The script then loads several different kinds of models.
The first is the main policy model, which is the large language model that will actually be trained further using RLHF. This policy model starts from a supervised, fine-tuned checkpoint, which means it has already learned from numerous human-written examples. There is also a reference model, which is simply a frozen copy of the same original supervised model before any RLHF. The reference model never updates. Its only job is to serve as a baseline or anchor for safe training.
During PPO training, whenever the policy creates a new response, the script also checks what the reference model would have written for the same input. PPO tries to let the new model improve and seek higher rewards, but it compares the new model’s outputs to the reference and only allows small, incremental changes. This prevents the model from drifting too far away in its style or producing unnatural language just to chase higher reward scores.
Another model loaded is the reward model. The reward model is a separate neural network trained to act like a judge of helpfulness and human preference. This model is not a chatbot but a scorer. It was previously trained on pairs or sets of model responses that were labeled by human annotators, who chose the best answer or ranked them.

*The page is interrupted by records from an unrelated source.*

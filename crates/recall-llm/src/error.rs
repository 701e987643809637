use thiserror::Error;

/// Failures talking to the chat-completion endpoint
#[derive(Error, Debug)]
pub enum LLMError {
    #[error("model endpoint unreachable: {0}")]
    Network(String),

    #[error("model call timed out: {0}")]
    Timeout(String),

    #[error("model endpoint returned {status}: {message}")]
    Api { status: u16, message: String },

    #[error("credentials rejected: {0}")]
    Auth(String),

    #[error("unreadable completion: {0}")]
    Transform(#[from] ConversionError),

    #[error("invalid provider settings: {0}")]
    Config(String),

    #[error("rate limited by model endpoint, retry after {retry_after}s")]
    RateLimited { retry_after: u64 },
}

impl LLMError {
    /// HTTP status reported by the endpoint, if any
    pub fn status(&self) -> Option<u16> {
        match self {
            Self::Api { status, .. } => Some(*status),
            Self::RateLimited { .. } => Some(429),
            _ => None,
        }
    }

    /// Worth asking the user to try again
    pub fn is_transient(&self) -> bool {
        match self {
            Self::Network(_) | Self::Timeout(_) | Self::RateLimited { .. } => true,
            Self::Api { status, .. } => *status >= 500,
            _ => false,
        }
    }
}

/// Completion body could not be turned into a reply
#[derive(Error, Debug)]
pub enum ConversionError {
    #[error("not valid JSON: {0}")]
    Json(#[from] serde_json::Error),

    #[error("missing {0}")]
    MissingField(String),

    #[error("unexpected shape: {0}")]
    InvalidFormat(String),
}

pub type Result<T> = std::result::Result<T, LLMError>;
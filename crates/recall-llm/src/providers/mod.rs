pub mod openai;

pub use openai::OpenAiProvider;
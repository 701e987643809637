use chrono::{DateTime, Utc};
use parking_lot::RwLock;

/// Time source for expiry decisions.
pub trait Clock: Send + Sync {
    fn now(&self) -> DateTime<Utc>;
}

#[derive(Debug, Default, Clone, Copy)]
pub struct SystemClock;

impl Clock for SystemClock {
    fn now(&self) -> DateTime<Utc> {
        Utc::now()
    }
}

/// A clock that only moves when told to. Used to simulate long idle periods.
#[derive(Debug)]
pub struct ManualClock {
    now: RwLock<DateTime<Utc>>,
}

impl ManualClock {
    pub fn new(start: DateTime<Utc>) -> Self {
        Self {
            now: RwLock::new(start),
        }
    }

    pub fn advance(&self, by: chrono::Duration) {
        let mut now = self.now.write();
        *now += by;
    }
}

impl Default for ManualClock {
    fn default() -> Self {
        Self::new(Utc::now())
    }
}

impl Clock for ManualClock {
    fn now(&self) -> DateTime<Utc> {
        *self.now.read()
    }
}

#[cfg(test)]
mod tests {
    use super::*;

    #[test]
    fn test_manual_clock_advances() {
        let clock = ManualClock::default();
        let start = clock.now();
        clock.advance(chrono::Duration::hours(25));
        assert_eq!(clock.now() - start, chrono::Duration::hours(25));
    }
}
//! # Storage Error Types
//!
//! 定义会话历史存储相关的错误类型。

use thiserror::Error;

/// 存储错误类型
#[derive(Error, Debug)]
pub enum StorageError {
    /// The store could not be reached (refused, dropped, timed out).
    /// Callers treat this as "unknown", never as "empty".
    #[error("Store unavailable: {message}")]
    StoreUnavailable { message: String },

    /// 序列化/反序列化错误
    #[error("Serialization error: {0}")]
    Serialization(#[from] serde_json::Error),

    /// 无效的会话 ID
    #[error("Invalid session id: {id:?}")]
    InvalidSessionId { id: String },

    /// The store answered but rejected the command
    #[error("Store error: {message}")]
    Backend { message: String },

    /// 配置错误
    #[error("Configuration error: {message}")]
    ConfigError { message: String },
}

impl StorageError {
    pub fn unavailable(message: impl Into<String>) -> Self {
        Self::StoreUnavailable {
            message: message.into(),
        }
    }

    pub fn backend(message: impl Into<String>) -> Self {
        Self::Backend {
            message: message.into(),
        }
    }

    /// 创建配置错误
    pub fn config(message: impl Into<String>) -> Self {
        Self::ConfigError {
            message: message.into(),
        }
    }

    pub fn is_unavailable(&self) -> bool {
        matches!(self, Self::StoreUnavailable { .. })
    }
}

/// 存储结果类型
pub type StorageResult<T> = Result<T, StorageError>;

Now, the reward model can evaluate any new answer an AI writes and assign it a score representing how much a human would likely approve of it.
During RLHF training, whenever the policy model writes a reply, the reward model scores it. The PPO algorithm uses this score to push the policy model to produce more answers that match human preferences. There is also a value model, which is used in PPO to estimate expected rewards. In most scripts like this, the value model and reward model are sometimes loaded from the same checkpoint.

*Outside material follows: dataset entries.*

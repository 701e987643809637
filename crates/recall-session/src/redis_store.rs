//! # Redis History Store
//!
//! 每个会话对应一个 Redis LIST：`<prefix><session_id>`，元素为 JSON 编码的消息。
//!
//! - 追加：`MULTI / RPUSH / EXPIRE / EXEC`，写入即刷新 TTL
//! - 读取：`LRANGE 0 -1`
//! - 计数：`LLEN`
//! - 清除：`DEL`
//!
//! The connection is opened lazily and shared. A connection-level failure
//! drops it and surfaces [`StorageError::StoreUnavailable`]; the next call
//! reconnects. Nothing is retried within a call.

use std::time::Duration;

use async_trait::async_trait;
use recall_core::Message;
use redis::aio::MultiplexedConnection;
use redis::{AsyncCommands, RedisError, RedisResult};
use tokio::sync::Mutex;
use tracing::{debug, info, warn};

use crate::error::{StorageError, StorageResult};
use crate::storage::{
    select_matches, session_key, validate_session_id, HistoryStore, SearchCapability,
};

/// Largest `EXPIRE` accepted (100 years)
const MAX_EXPIRE_SECS: u64 = 100 * 365 * 24 * 3600;

/// Redis 存储配置
#[derive(Debug, Clone)]
pub struct RedisStoreConfig {
    /// `redis://`, `rediss://` or `unix://` URL
    pub url: String,
    pub key_prefix: String,
    /// 会话过期时间，`None` 表示永不过期
    pub ttl: Option<Duration>,
    pub connect_timeout: Duration,
    pub response_timeout: Duration,
    /// Offer substring search over the stored history
    pub enable_search: bool,
}

impl RedisStoreConfig {
    pub fn new(url: impl Into<String>) -> Self {
        Self {
            url: url.into(),
            ..Default::default()
        }
    }

    pub fn with_key_prefix(mut self, prefix: impl Into<String>) -> Self {
        self.key_prefix = prefix.into();
        self
    }

    pub fn with_ttl(mut self, ttl: Option<Duration>) -> Self {
        self.ttl = ttl;
        self
    }

    pub fn with_timeouts(mut self, connect: Duration, response: Duration) -> Self {
        self.connect_timeout = connect;
        self.response_timeout = response;
        self
    }

    pub fn with_search(mut self, enabled: bool) -> Self {
        self.enable_search = enabled;
        self
    }
}

impl Default for RedisStoreConfig {
    fn default() -> Self {
        Self {
            url: "redis://127.0.0.1:6379/0".to_string(),
            key_prefix: crate::DEFAULT_KEY_PREFIX.to_string(),
            ttl: Some(Duration::from_secs(24 * 3600)),
            connect_timeout: Duration::from_secs(5),
            response_timeout: Duration::from_secs(5),
            enable_search: false,
        }
    }
}

pub struct RedisHistoryStore {
    client: redis::Client,
    config: RedisStoreConfig,
    connection: Mutex<Option<MultiplexedConnection>>,
}

impl RedisHistoryStore {
    /// Parse the URL and prepare a client. No connection is made yet.
    pub fn new(config: RedisStoreConfig) -> StorageResult<Self> {
        let client = redis::Client::open(config.url.as_str())
            .map_err(|e| StorageError::config(format!("invalid Redis URL: {}", e)))?;
        if let Some(ttl) = config.ttl {
            // EXPIRE fails inside MULTI after RPUSH has applied, so reject up front
            if ttl.as_secs() > MAX_EXPIRE_SECS {
                return Err(StorageError::config(format!(
                    "session ttl of {}s exceeds the {}s limit",
                    ttl.as_secs(),
                    MAX_EXPIRE_SECS
                )));
            }
        }

        info!(
            prefix = %config.key_prefix,
            ttl_secs = config.ttl.map(|t| t.as_secs()),
            search = config.enable_search,
            "Redis history store configured"
        );

        Ok(Self {
            client,
            config,
            connection: Mutex::new(None),
        })
    }

    pub fn config(&self) -> &RedisStoreConfig {
        &self.config
    }

    /// Key holding the given session's history
    pub fn key_for(&self, session_id: &str) -> String {
        session_key(&self.config.key_prefix, session_id)
    }

    fn checked_key(&self, session_id: &str) -> StorageResult<String> {
        validate_session_id(session_id)?;
        Ok(self.key_for(session_id))
    }

    async fn connection(&self) -> StorageResult<MultiplexedConnection> {
        let mut guard = self.connection.lock().await;
        if let Some(conn) = guard.as_ref() {
            return Ok(conn.clone());
        }

        let conn = self
            .client
            .get_multiplexed_async_connection_with_timeouts(
                self.config.response_timeout,
                self.config.connect_timeout,
            )
            .await
            .map_err(|e| {
                warn!(error = %e, "Failed to connect to Redis");
                classify(e)
            })?;

        debug!("Connected to Redis");
        *guard = Some(conn.clone());
        Ok(conn)
    }

    /// Map a command result, forgetting the connection if it broke.
    async fn finish<T>(&self, result: RedisResult<T>) -> StorageResult<T> {
        match result {
            Ok(value) => Ok(value),
            Err(e) => {
                if is_connection_failure(&e) {
                    warn!(error = %e, "Redis connection lost");
                    self.connection.lock().await.take();
                }
                Err(classify(e))
            }
        }
    }

    fn ttl_seconds(&self) -> Option<i64> {
        self.config
            .ttl
            .map(|ttl| ttl.as_secs().clamp(1, MAX_EXPIRE_SECS) as i64)
    }
}

fn is_connection_failure(error: &RedisError) -> bool {
    error.is_io_error()
        || error.is_connection_refusal()
        || error.is_connection_dropped()
        || error.is_timeout()
}

fn classify(error: RedisError) -> StorageError {
    if is_connection_failure(&error) {
        StorageError::unavailable(error.to_string())
    } else {
        StorageError::backend(error.to_string())
    }
}

fn decode(raw: Vec<String>, key: &str) -> Vec<Message> {
    raw.into_iter()
        .filter_map(|entry| match serde_json::from_str::<Message>(&entry) {
            Ok(message) => Some(message),
            Err(e) => {
                warn!(key, error = %e, "Skipping undecodable history entry");
                None
            }
        })
        .collect()
}

#[async_trait]
impl HistoryStore for RedisHistoryStore {
    fn backend(&self) -> &'static str {
        "redis"
    }

    async fn get_history(&self, session_id: &str) -> StorageResult<Vec<Message>> {
        let key = self.checked_key(session_id)?;
        let mut conn = self.connection().await?;
        let result: RedisResult<Vec<String>> = conn.lrange(&key, 0, -1).await;
        let raw = self.finish(result).await?;
        debug!(key = %key, entries = raw.len(), "Loaded history");
        Ok(decode(raw, &key))
    }

    async fn append_all(&self, session_id: &str, messages: &[Message]) -> StorageResult<()> {
        let key = self.checked_key(session_id)?;
        if messages.is_empty() {
            return Ok(());
        }

        let payloads = messages
            .iter()
            .map(serde_json::to_string)
            .collect::<Result<Vec<_>, _>>()?;

        let mut pipe = redis::pipe();
        pipe.atomic();
        pipe.cmd("RPUSH").arg(&key).arg(&payloads).ignore();
        if let Some(secs) = self.ttl_seconds() {
            pipe.cmd("EXPIRE").arg(&key).arg(secs).ignore();
        }

        let mut conn = self.connection().await?;
        let result: RedisResult<()> = pipe.query_async(&mut conn).await;
        self.finish(result).await?;
        debug!(key = %key, appended = messages.len(), "Appended history");
        Ok(())
    }

    async fn clear(&self, session_id: &str) -> StorageResult<()> {
        let key = self.checked_key(session_id)?;
        let mut conn = self.connection().await?;
        let result: RedisResult<u64> = conn.del(&key).await;
        let removed = self.finish(result).await?;
        debug!(key = %key, removed, "Cleared history");
        Ok(())
    }

    async fn count(&self, session_id: &str) -> StorageResult<u64> {
        let key = self.checked_key(session_id)?;
        let mut conn = self.connection().await?;
        let result: RedisResult<u64> = conn.llen(&key).await;
        self.finish(result).await
    }

    fn search_capability(&self) -> Option<&dyn SearchCapability> {
        if self.config.enable_search {
            Some(self)
        } else {
            None
        }
    }

    async fn health_check(&self) -> StorageResult<()> {
        let mut conn = self.connection().await?;
        let result: RedisResult<String> = redis::cmd("PING").query_async(&mut conn).await;
        let reply = self.finish(result).await?;
        if reply != "PONG" {
            return Err(StorageError::backend(format!("unexpected PING reply: {}", reply)));
        }
        Ok(())
    }
}

#[async_trait]
impl SearchCapability for RedisHistoryStore {
    async fn search(
        &self,
        session_id: &str,
        query: &str,
        limit: usize,
    ) -> StorageResult<Vec<Message>> {
        if limit == 0 {
            validate_session_id(session_id)?;
            return Ok(Vec::new());
        }
        let history = self.get_history(session_id).await?;
        Ok(select_matches(history, query, limit))
    }
}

With all these pieces in place, the script then loads a human-annotated dataset, often structured as conversations, summaries, or other chat-based prompts. Each example is pre-tokenized for speed. The data loader filters out any prompt too long for the model to handle, and checks that the input does not end with an end-of-sequence token, to keep the generated outputs clean.
When models and data are ready, everything is passed into a PPOTrainer from the TRL library. This PPOTrainer is what automates the full RLHF training loop. It samples batches of prompts, lets the policy model generate completions, passes those responses to the reward model for scoring, and then updates the policy model to maximize not only the reward but also to avoid deviating too far from how the reference model would have answered. The PPO algorithm achieves this by clipping or penalizing updates that deviate significantly from the reference model, which helps maintain high language quality and safety.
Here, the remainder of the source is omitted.